BEGIN

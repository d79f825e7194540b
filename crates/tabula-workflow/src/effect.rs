//! Side-effect descriptions returned by workflow operations
//!
//! Operations never print, navigate or write files themselves. They return
//! an [`OperationReport`] and the presentation layer decides how to render
//! each [`Effect`].

use crate::error::WorkflowError;
use std::fmt;
use tabula_domain::{OperationKind, WorkflowStep};

/// File name used for exported results
pub const EXPORT_FILE_NAME: &str = "results.csv";

/// Content type of exported results
pub const EXPORT_CONTENT_TYPE: &str = "text/csv";

/// Notification severity
#[derive(Debug, Clone, Copy, PartialEq, Eq)]
pub enum Level {
    /// Operation succeeded
    Success,
    /// Operation failed
    Error,
    /// Informational
    Info,
}

/// A message for the user
#[derive(Debug, Clone, PartialEq, Eq)]
pub struct Notification {
    /// Severity
    pub level: Level,
    /// Human-readable text
    pub message: String,
}

impl Notification {
    /// Success notification
    pub fn success(message: impl Into<String>) -> Self {
        Self {
            level: Level::Success,
            message: message.into(),
        }
    }

    /// Error notification
    pub fn error(message: impl Into<String>) -> Self {
        Self {
            level: Level::Error,
            message: message.into(),
        }
    }

    /// Informational notification
    pub fn info(message: impl Into<String>) -> Self {
        Self {
            level: Level::Info,
            message: message.into(),
        }
    }
}

impl fmt::Display for Notification {
    fn fmt(&self, f: &mut fmt::Formatter<'_>) -> fmt::Result {
        f.write_str(&self.message)
    }
}

/// A file to hand to the user
#[derive(Clone, PartialEq, Eq)]
pub struct Download {
    /// Suggested file name
    pub file_name: String,
    /// MIME type
    pub content_type: String,
    /// File contents
    pub bytes: Vec<u8>,
}

impl Download {
    /// Exported CSV results
    pub fn csv(bytes: Vec<u8>) -> Self {
        Self {
            file_name: EXPORT_FILE_NAME.to_string(),
            content_type: EXPORT_CONTENT_TYPE.to_string(),
            bytes,
        }
    }
}

impl fmt::Debug for Download {
    fn fmt(&self, f: &mut fmt::Formatter<'_>) -> fmt::Result {
        f.debug_struct("Download")
            .field("file_name", &self.file_name)
            .field("content_type", &self.content_type)
            .field("len", &self.bytes.len())
            .finish()
    }
}

/// One side effect
#[derive(Debug, Clone, PartialEq, Eq)]
pub enum Effect {
    /// Show a message
    Notify(Notification),
    /// Move the user to a step
    Navigate(WorkflowStep),
    /// Deliver a file
    Download(Download),
}

/// Outcome of one operation attempt
#[derive(Debug, Clone, PartialEq)]
pub struct OperationReport {
    /// Operation attempted
    pub kind: OperationKind,
    /// Effects to render, in order
    pub effects: Vec<Effect>,
    /// Failure, if the attempt did not succeed
    pub error: Option<WorkflowError>,
    /// The result arrived after the call was superseded and was not applied
    pub discarded: bool,
}

impl OperationReport {
    /// Successful attempt with no effects yet
    pub fn success(kind: OperationKind) -> Self {
        Self {
            kind,
            effects: Vec::new(),
            error: None,
            discarded: false,
        }
    }

    /// Failed attempt, carrying an error notification
    pub fn failure(kind: OperationKind, error: WorkflowError) -> Self {
        Self {
            kind,
            effects: vec![Effect::Notify(Notification::error(error.to_string()))],
            error: Some(error),
            discarded: false,
        }
    }

    /// Superseded attempt whose outcome was dropped
    pub fn discarded(kind: OperationKind) -> Self {
        Self {
            kind,
            effects: Vec::new(),
            error: None,
            discarded: true,
        }
    }

    /// Append an effect
    pub fn with(mut self, effect: Effect) -> Self {
        self.effects.push(effect);
        self
    }

    /// Whether the outcome was applied successfully
    pub fn is_success(&self) -> bool {
        self.error.is_none() && !self.discarded
    }

    /// Notifications in order
    pub fn notifications(&self) -> impl Iterator<Item = &Notification> {
        self.effects.iter().filter_map(|effect| match effect {
            Effect::Notify(notification) => Some(notification),
            _ => None,
        })
    }

    /// Notification texts in order
    pub fn messages(&self) -> Vec<&str> {
        self.notifications().map(|n| n.message.as_str()).collect()
    }

    /// Requested navigation, if any
    pub fn navigation(&self) -> Option<WorkflowStep> {
        self.effects.iter().find_map(|effect| match effect {
            Effect::Navigate(step) => Some(*step),
            _ => None,
        })
    }

    /// Delivered file, if any
    pub fn download(&self) -> Option<&Download> {
        self.effects.iter().find_map(|effect| match effect {
            Effect::Download(download) => Some(download),
            _ => None,
        })
    }
}

#[cfg(test)]
mod tests {
    use super::*;
    use tabula_domain::PreconditionError;

    #[test]
    fn test_failure_report_notifies() {
        let report = OperationReport::failure(
            OperationKind::Process,
            PreconditionError::SchemaRequired.into(),
        );
        assert!(!report.is_success());
        assert_eq!(report.messages(), vec!["Please create schema first"]);
        assert_eq!(
            report.notifications().next().map(|n| n.level),
            Some(Level::Error)
        );
    }

    #[test]
    fn test_report_accessors() {
        let report = OperationReport::success(OperationKind::Export)
            .with(Effect::Notify(Notification::success("done")))
            .with(Effect::Download(Download::csv(b"a\r\n1\r\n".to_vec())));

        assert!(report.is_success());
        assert!(report.navigation().is_none());
        let download = report.download().unwrap();
        assert_eq!(download.file_name, "results.csv");
        assert_eq!(download.content_type, "text/csv");
    }

    #[test]
    fn test_discarded_is_not_success() {
        let report = OperationReport::discarded(OperationKind::Schema);
        assert!(!report.is_success());
        assert!(report.effects.is_empty());
    }

    #[test]
    fn test_download_debug_omits_bytes() {
        let rendered = format!("{:?}", Download::csv(vec![0; 4096]));
        assert!(rendered.contains("len: 4096"));
    }
}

END

§ Exercise goal
Output each line of the records above exactly.

§ Expected answer
repository d79f825e7194540b
filename crates/tabula-workflow/src/effect.rs
//! Side-effect descriptions returned by workflow operations
//!
//! Operations never print, navigate or write files themselves. They return
//! an [`OperationReport`] and the presentation layer decides how to render
//! each [`Effect`].

use crate::error::WorkflowError;
use std::fmt;
use tabula_domain::{OperationKind, WorkflowStep};

/// File name used for exported results
pub const EXPORT_FILE_NAME: &str = "results.csv";

/// Content type of exported results
pub const EXPORT_CONTENT_TYPE: &str = "text/csv";

/// Notification severity
#[derive(Debug, Clone, Copy, PartialEq, Eq)]
pub enum Level {
    /// Operation succeeded
    Success,
    /// Operation failed
    Error,
    /// Informational
    Info,
}

/// A message for the user
#[derive(Debug, Clone, PartialEq, Eq)]
pub struct Notification {
    /// Severity
    pub level: Level,
    /// Human-readable text
    pub message: String,
}

impl Notification {
    /// Success notification
    pub fn success(message: impl Into<String>) -> Self {
        Self {
            level: Level::Success,
            message: message.into(),
        }
    }

    /// Error notification
    pub fn error(message: impl Into<String>) -> Self {
        Self {
            level: Level::Error,
            message: message.into(),
        }
    }

    /// Informational notification
    pub fn info(message: impl Into<String>) -> Self {
        Self {
            level: Level::Info,
            message: message.into(),
        }
    }
}

impl fmt::Display for Notification {
    fn fmt(&self, f: &mut fmt::Formatter<'_>) -> fmt::Result {
        f.write_str(&self.message)
    }
}

/// A file to hand to the user
#[derive(Clone, PartialEq, Eq)]
pub struct Download {
    /// Suggested file name
    pub file_name: String,
    /// MIME type
    pub content_type: String,
    /// File contents
    pub bytes: Vec<u8>,
}

impl Download {
    /// Exported CSV results
    pub fn csv(bytes: Vec<u8>) -> Self {
        Self {
            file_name: EXPORT_FILE_NAME.to_string(),
            content_type: EXPORT_CONTENT_TYPE.to_string(),
            bytes,
        }
    }
}

impl fmt::Debug for Download {
    fn fmt(&self, f: &mut fmt::Formatter<'_>) -> fmt::Result {
        f.debug_struct("Download")
            .field("file_name", &self.file_name)
            .field("content_type", &self.content_type)
            .field("len", &self.bytes.len())
            .finish()
    }
}

/// One side effect
#[derive(Debug, Clone, PartialEq, Eq)]
pub enum Effect {
    /// Show a message
    Notify(Notification),
    /// Move the user to a step
    Navigate(WorkflowStep),
    /// Deliver a file
    Download(Download),
}

/// Outcome of one operation attempt
#[derive(Debug, Clone, PartialEq)]
pub struct OperationReport {
    /// Operation attempted
    pub kind: OperationKind,
    /// Effects to render, in order
    pub effects: Vec<Effect>,
    /// Failure, if the attempt did not succeed
    pub error: Option<WorkflowError>,
    /// The result arrived after the call was superseded and was not applied
    pub discarded: bool,
}

impl OperationReport {
    /// Successful attempt with no effects yet
    pub fn success(kind: OperationKind) -> Self {
        Self {
            kind,
            effects: Vec::new(),
            error: None,
            discarded: false,
        }
    }

    /// Failed attempt, carrying an error notification
    pub fn failure(kind: OperationKind, error: WorkflowError) -> Self {
        Self {
            kind,
            effects: vec![Effect::Notify(Notification::error(error.to_string()))],
            error: Some(error),
            discarded: false,
        }
    }

    /// Superseded attempt whose outcome was dropped
    pub fn discarded(kind: OperationKind) -> Self {
        Self {
            kind,
            effects: Vec::new(),
            error: None,
            discarded: true,
        }
    }

    /// Append an effect
    pub fn with(mut self, effect: Effect) -> Self {
        self.effects.push(effect);
        self
    }

    /// Whether the outcome was applied successfully
    pub fn is_success(&self) -> bool {
        self.error.is_none() && !self.discarded
    }

    /// Notifications in order
    pub fn notifications(&self) -> impl Iterator<Item = &Notification> {
        self.effects.iter().filter_map(|effect| match effect {
            Effect::Notify(notification) => Some(notification),
            _ => None,
        })
    }

    /// Notification texts in order
    pub fn messages(&self) -> Vec<&str> {
        self.notifications().map(|n| n.message.as_str()).collect()
    }

    /// Requested navigation, if any
    pub fn navigation(&self) -> Option<WorkflowStep> {
        self.effects.iter().find_map(|effect| match effect {
            Effect::Navigate(step) => Some(*step),
            _ => None,
        })
    }

    /// Delivered file, if any
    pub fn download(&self) -> Option<&Download> {
        self.effects.iter().find_map(|effect| match effect {
            Effect::Download(download) => Some(download),
            _ => None,
        })
    }
}

#[cfg(test)]
mod tests {
    use super::*;
    use tabula_domain::PreconditionError;

    #[test]
    fn test_failure_report_notifies() {
        let report = OperationReport::failure(
            OperationKind::Process,
            PreconditionError::SchemaRequired.into(),
        );
        assert!(!report.is_success());
        assert_eq!(report.messages(), vec!["Please create schema first"]);
        assert_eq!(
            report.notifications().next().map(|n| n.level),
            Some(Level::Error)
        );
    }

    #[test]
    fn test_report_accessors() {
        let report = OperationReport::success(OperationKind::Export)
            .with(Effect::Notify(Notification::success("done")))
            .with(Effect::Download(Download::csv(b"a\r\n1\r\n".to_vec())));

        assert!(report.is_success());
        assert!(report.navigation().is_none());
        let download = report.download().unwrap();
        assert_eq!(download.file_name, "results.csv");
        assert_eq!(download.content_type, "text/csv");
    }

    #[test]
    fn test_discarded_is_not_success() {
        let report = OperationReport::discarded(OperationKind::Schema);
        assert!(!report.is_success());
        assert!(report.effects.is_empty());
    }

    #[test]
    fn test_download_debug_omits_bytes() {
        let rendered = format!("{:?}", Download::csv(vec![0; 4096]));
        assert!(rendered.contains("len: 4096"));
    }
}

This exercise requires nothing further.